For my part I am waiting for the technician to come to my house to fix it. A couple of questions:
- What LED Strips model did you buy and where? In case I finally need to fix it by myself.
- Is the process the change it easy? Could you describe it briefly?
Thank you very much for the update.
Well, when I first opened it up and dug down to the LEDs, simply because I've never done it before, it was a real pain in the a**, and it took me half day.
Yesterday, when the new LED strips arrived, it took me maybe twenty minutes to disassemble the TV, replace the faulty strip and put it back together.
I've done it all because
- I simply could not find a technician to fix it
- I was always interested in DIY and electronics, so in a way I really enjoyed doing it
- I had some free time to waste
- I was prepared to buy a new TV if I failed, so it was just kind of an experiment
So if you want or have to do it, I would suggest the following:
Figure out if it is just a LED problem before you buy new LED strips and disassemble your TV.
- Turn your TV on, wait a little until it starts up (unfortunately you can't see it, so just wait a couple of minutes)
- Aim a flashlight to the screen from few centimeters
- If you can see the image on your screen where the light hits it, then chances are that it just a dead LED. (Still can be something else though)
- So let's remove the back cover and test the led strips.

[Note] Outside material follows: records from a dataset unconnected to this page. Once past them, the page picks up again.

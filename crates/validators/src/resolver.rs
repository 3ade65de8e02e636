// Copyright 2022 Webb Technologies Inc.
//
// Licensed under the Apache License, Version 2.0 (the "License");
// you may not use this file except in compliance with the License.
// You may obtain a copy of the License at
//
// http://www.apache.org/licenses/LICENSE-2.0
//
// Unless required by applicable law or agreed to in writing, software
// distributed under the License is distributed on an "AS IS" BASIS,
// WITHOUT WARRANTIES OR CONDITIONS OF ANY KIND, either express or implied.
// See the License for the specific language governing permissions and
// limitations under the License.

use std::collections::{HashMap, VecDeque};

use parking_lot::Mutex;
use warp_relayer_types::{Id, ValidatorSet, ValidatorSetHeight};
use warp_relayer_utils::{probe, Error};

use crate::canonical::canonical_validator_set;
use crate::client::PlatformClient;

/// Number of height-pinned validator sets kept in memory.
pub const DEFAULT_CACHE_CAPACITY: usize = 64;

#[derive(Default)]
struct SetCache {
    sets: HashMap<(Id, u64), ValidatorSet>,
    order: VecDeque<(Id, u64)>,
}

impl SetCache {
    fn get(&self, key: &(Id, u64)) -> Option<ValidatorSet> {
        self.sets.get(key).cloned()
    }

    fn insert(&mut self, key: (Id, u64), set: ValidatorSet, capacity: usize) {
        if self.sets.insert(key, set).is_none() {
            self.order.push_back(key);
        }
        while self.order.len() > capacity {
            if let Some(oldest) = self.order.pop_front() {
                self.sets.remove(&oldest);
            }
        }
    }
}

/// Resolves canonical validator sets through a [`PlatformClient`].
///
/// Height-scoped queries are preferred. When the node does not serve them,
/// and only then, the live set is returned instead, labelled
/// [`ValidatorSetHeight::Current`] and logged as a warning.
pub struct CanonicalValidatorClient<C> {
    client: C,
    cache: Mutex<SetCache>,
    subnets: Mutex<HashMap<Id, Id>>,
    capacity: usize,
}

impl<C> std::fmt::Debug for CanonicalValidatorClient<C> {
    fn fmt(&self, f: &mut std::fmt::Formatter<'_>) -> std::fmt::Result {
        f.debug_struct("CanonicalValidatorClient")
            .field("capacity", &self.capacity)
            .finish()
    }
}

impl<C: PlatformClient> CanonicalValidatorClient<C> {
    /// Wraps `client` with the default cache capacity.
    pub fn new(client: C) -> Self {
        Self::with_cache_capacity(client, DEFAULT_CACHE_CAPACITY)
    }

    /// Wraps `client`, keeping at most `capacity` height-pinned sets.
    pub fn with_cache_capacity(client: C, capacity: usize) -> Self {
        Self {
            client,
            cache: Mutex::new(SetCache::default()),
            subnets: Mutex::new(HashMap::new()),
            capacity,
        }
    }

    /// The validator set at the most recently proposed platform height.
    ///
    /// Platforms without the height-scoped query are answered with the
    /// current validators instead, labelled [`ValidatorSetHeight::Current`].
    #[tracing::instrument(skip(self), fields(subnet_id = %subnet_id))]
    pub async fn current_validator_set(
        &self,
        subnet_id: Id,
    ) -> crate::Result<ValidatorSet> {
        let result = async {
            match self
                .client
                .validators_at(subnet_id, ValidatorSetHeight::Proposed)
                .await
            {
                Ok(raw) => canonical_validator_set(
                    subnet_id,
                    ValidatorSetHeight::Proposed,
                    raw,
                ),
                Err(Error::MethodUnsupported { method }) => {
                    tracing::warn!(
                        subnet_id = %subnet_id,
                        method = %method,
                        "Proposed-height validator query is not supported, falling back to the current validators",
                    );
                    tracing::event!(
                        target: probe::TARGET,
                        tracing::Level::DEBUG,
                        kind = %probe::Kind::Validators,
                        subnet_id = %subnet_id,
                        fallback = true,
                    );
                    let raw = self.client.current_validators(subnet_id).await?;
                    canonical_validator_set(
                        subnet_id,
                        ValidatorSetHeight::Current,
                        raw,
                    )
                }
                Err(e) => Err(e),
            }
        }
        .await;
        if let Err(e) = &result {
            tracing::error!(
                subnet_id = %subnet_id,
                error = %e,
                "Failed to get the canonical subnet validator set",
            );
        }
        result
    }

    /// The validator set as of platform height `height`.
    ///
    /// Only [`Error::MethodUnsupported`] triggers the height-agnostic
    /// fallback. Every other failure is returned untouched, so callers never
    /// get a set for the wrong height in place of a retryable error.
    #[tracing::instrument(skip(self), fields(subnet_id = %subnet_id))]
    pub async fn validator_set_at_height(
        &self,
        subnet_id: Id,
        height: u64,
    ) -> crate::Result<ValidatorSet> {
        if let Some(set) = self.cache.lock().get(&(subnet_id, height)) {
            tracing::trace!(height, "validator set served from cache");
            return Ok(set);
        }
        match self
            .client
            .validators_at(subnet_id, ValidatorSetHeight::At(height))
            .await
        {
            Ok(raw) => {
                let set = canonical_validator_set(
                    subnet_id,
                    ValidatorSetHeight::At(height),
                    raw,
                )?;
                self.cache
                    .lock()
                    .insert((subnet_id, height), set.clone(), self.capacity);
                Ok(set)
            }
            Err(Error::MethodUnsupported { method }) => {
                tracing::warn!(
                    subnet_id = %subnet_id,
                    p_chain_height = height,
                    method = %method,
                    "Height-scoped validator query is not supported, falling back to the current validators; the requested height is not honoured",
                );
                tracing::event!(
                    target: probe::TARGET,
                    tracing::Level::DEBUG,
                    kind = %probe::Kind::Validators,
                    subnet_id = %subnet_id,
                    requested_height = height,
                    fallback = true,
                );
                let raw = self.client.current_validators(subnet_id).await?;
                canonical_validator_set(
                    subnet_id,
                    ValidatorSetHeight::Current,
                    raw,
                )
            }
            Err(e) => Err(e),
        }
    }

    /// Height of the last accepted platform chain block.
    pub async fn current_height(&self) -> crate::Result<u64> {
        self.client.height().await
    }

    /// Lowest platform height the validator sets of `subnet_id` can be
    /// queried at. The node keeps no older history than its current
    /// height for this purpose, so both are the same value.
    pub async fn minimum_height(&self, subnet_id: Id) -> crate::Result<u64> {
        tracing::trace!(subnet_id = %subnet_id, "querying minimum height");
        self.client.height().await
    }

    /// The subnet that validates `blockchain_id`. Remembered once resolved.
    #[tracing::instrument(skip(self), fields(blockchain_id = %blockchain_id))]
    pub async fn subnet_for_chain(&self, blockchain_id: Id) -> crate::Result<Id> {
        if let Some(subnet) = self.subnets.lock().get(&blockchain_id) {
            return Ok(*subnet);
        }
        let subnet = self.client.validated_by(blockchain_id).await?;
        self.subnets.lock().insert(blockchain_id, subnet);
        Ok(subnet)
    }

    /// Records a known chain to subnet mapping, skipping the API.
    pub fn remember_subnet(&self, blockchain_id: Id, subnet_id: Id) {
        self.subnets.lock().insert(blockchain_id, subnet_id);
    }
}

#[cfg(test)]
mod tests {
    use super::*;
    use crate::client::RawValidator;
    use std::sync::atomic::{AtomicUsize, Ordering};
    use warp_relayer_types::{NodeId, PublicKey};

    #[derive(Default)]
    struct MockPlatform {
        at_error: Option<fn() -> Error>,
        at_calls: AtomicUsize,
        current_calls: AtomicUsize,
        validated_by_calls: AtomicUsize,
    }

    fn sample(weights: &[u64]) -> Vec<RawValidator> {
        weights
            .iter()
            .enumerate()
            .map(|(i, w)| RawValidator {
                node_id: NodeId::new([i as u8 + 1; 20]),
                public_key: Some(PublicKey::new([i as u8 + 1; PublicKey::LEN])),
                weight: *w,
            })
            .collect()
    }

    #[async_trait::async_trait]
    impl PlatformClient for MockPlatform {
        async fn height(&self) -> crate::Result<u64> {
            Ok(1_000)
        }

        async fn validators_at(
            &self,
            _subnet_id: Id,
            _height: ValidatorSetHeight,
        ) -> crate::Result<Vec<RawValidator>> {
            self.at_calls.fetch_add(1, Ordering::SeqCst);
            match self.at_error {
                Some(make) => Err(make()),
                None => Ok(sample(&[40, 30, 20, 10])),
            }
        }

        async fn current_validators(
            &self,
            _subnet_id: Id,
        ) -> crate::Result<Vec<RawValidator>> {
            self.current_calls.fetch_add(1, Ordering::SeqCst);
            Ok(sample(&[50, 50]))
        }

        async fn validated_by(&self, _blockchain_id: Id) -> crate::Result<Id> {
            self.validated_by_calls.fetch_add(1, Ordering::SeqCst);
            Ok(Id::new([7; 32]))
        }
    }

    #[tokio::test]
    async fn height_scoped_sets_are_cached() {
        let resolver = CanonicalValidatorClient::new(MockPlatform::default());
        let a = resolver.validator_set_at_height(Id::EMPTY, 5).await.unwrap();
        let b = resolver.validator_set_at_height(Id::EMPTY, 5).await.unwrap();
        assert_eq!(a, b);
        assert_eq!(a.height(), ValidatorSetHeight::At(5));
        assert_eq!(a.total_weight(), 100);
        assert_eq!(resolver.client.at_calls.load(Ordering::SeqCst), 1);
        resolver.current_validator_set(Id::EMPTY).await.unwrap();
        resolver.current_validator_set(Id::EMPTY).await.unwrap();
        assert_eq!(resolver.client.at_calls.load(Ordering::SeqCst), 3);
    }

    #[tokio::test]
    #[tracing_test::traced_test]
    async fn falls_back_only_when_method_is_unsupported() {
        let resolver = CanonicalValidatorClient::new(MockPlatform {
            at_error: Some(|| Error::MethodUnsupported {
                method: "platform.getValidatorsAt".into(),
            }),
            ..Default::default()
        });
        let set = resolver.validator_set_at_height(Id::EMPTY, 5).await.unwrap();
        assert_eq!(set.height(), ValidatorSetHeight::Current);
        assert_eq!(set.total_weight(), 100);
        assert_eq!(resolver.client.current_calls.load(Ordering::SeqCst), 1);
        assert!(logs_contain("falling back to the current validators"));
        // fallback results are never cached.
        resolver.validator_set_at_height(Id::EMPTY, 5).await.unwrap();
        assert_eq!(resolver.client.at_calls.load(Ordering::SeqCst), 2);
    }

    #[tokio::test]
    #[tracing_test::traced_test]
    async fn current_set_falls_back_when_method_is_unsupported() {
        let resolver = CanonicalValidatorClient::new(MockPlatform {
            at_error: Some(|| Error::MethodUnsupported {
                method: "platform.getValidatorsAt".into(),
            }),
            ..Default::default()
        });
        let set = resolver.current_validator_set(Id::EMPTY).await.unwrap();
        assert_eq!(set.height(), ValidatorSetHeight::Current);
        assert_eq!(set.total_weight(), 100);
        assert_eq!(set.len(), 2);
        assert_eq!(resolver.client.at_calls.load(Ordering::SeqCst), 1);
        assert_eq!(resolver.client.current_calls.load(Ordering::SeqCst), 1);
        assert!(logs_contain(
            "Proposed-height validator query is not supported"
        ));
        assert!(!logs_contain("Failed to get the canonical subnet validator set"));
    }

    #[tokio::test]
    async fn current_set_keeps_transient_errors() {
        let resolver = CanonicalValidatorClient::new(MockPlatform {
            at_error: Some(|| Error::UpstreamUnavailable {
                endpoint: "http://127.0.0.1:9650".into(),
                reason: "connection refused".into(),
            }),
            ..Default::default()
        });
        let err = resolver.current_validator_set(Id::EMPTY).await.unwrap_err();
        assert!(matches!(err, Error::UpstreamUnavailable { .. }));
        assert_eq!(resolver.client.current_calls.load(Ordering::SeqCst), 0);
    }

    #[tokio::test]
    async fn transient_errors_are_not_masked() {
        let resolver = CanonicalValidatorClient::new(MockPlatform {
            at_error: Some(|| Error::UpstreamUnavailable {
                endpoint: "http://127.0.0.1:9650".into(),
                reason: "connection refused".into(),
            }),
            ..Default::default()
        });
        let err = resolver
            .validator_set_at_height(Id::EMPTY, 5)
            .await
            .unwrap_err();
        assert!(matches!(err, Error::UpstreamUnavailable { .. }));
        assert_eq!(resolver.client.current_calls.load(Ordering::SeqCst), 0);
    }

    #[tokio::test]
    async fn subnet_lookup_is_remembered() {
        let resolver = CanonicalValidatorClient::new(MockPlatform::default());
        let chain = Id::new([1; 32]);
        assert_eq!(
            resolver.subnet_for_chain(chain).await.unwrap(),
            Id::new([7; 32])
        );
        resolver.subnet_for_chain(chain).await.unwrap();
        assert_eq!(resolver.client.validated_by_calls.load(Ordering::SeqCst), 1);
        resolver.remember_subnet(Id::new([2; 32]), Id::EMPTY);
        assert_eq!(
            resolver.subnet_for_chain(Id::new([2; 32])).await.unwrap(),
            Id::EMPTY
        );
        assert_eq!(resolver.current_height().await.unwrap(), 1_000);
        assert_eq!(resolver.minimum_height(Id::EMPTY).await.unwrap(), 1_000);
    }

    #[tokio::test]
    async fn cache_is_bounded() {
        let resolver =
            CanonicalValidatorClient::with_cache_capacity(MockPlatform::default(), 2);
        for h in 0..3 {
            resolver.validator_set_at_height(Id::EMPTY, h).await.unwrap();
        }
        resolver.validator_set_at_height(Id::EMPTY, 0).await.unwrap();
        assert_eq!(resolver.client.at_calls.load(Ordering::SeqCst), 4);
        resolver.validator_set_at_height(Id::EMPTY, 2).await.unwrap();
        assert_eq!(resolver.client.at_calls.load(Ordering::SeqCst), 4);
    }
}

You can buy led testers dirt cheap, or you can ask someone to lend you one.
- If any of the strips won't light up or the voltage is suspiciously high or low, then you found the problem (or at least one of them) and it needs to be replaced.
- If all of them seem to be working, then it is a different story and needs further investigation
- If there is no picture on the screen, then it is a different story, and it needs further investigation
If it's not the LEDs, you can still buy any of the boards very cheap (well, much cheaper than a new TV), so even if you replace everything inside, it won't cost too much.
If after these steps you think you should replace a LED strip, here comes the funny part.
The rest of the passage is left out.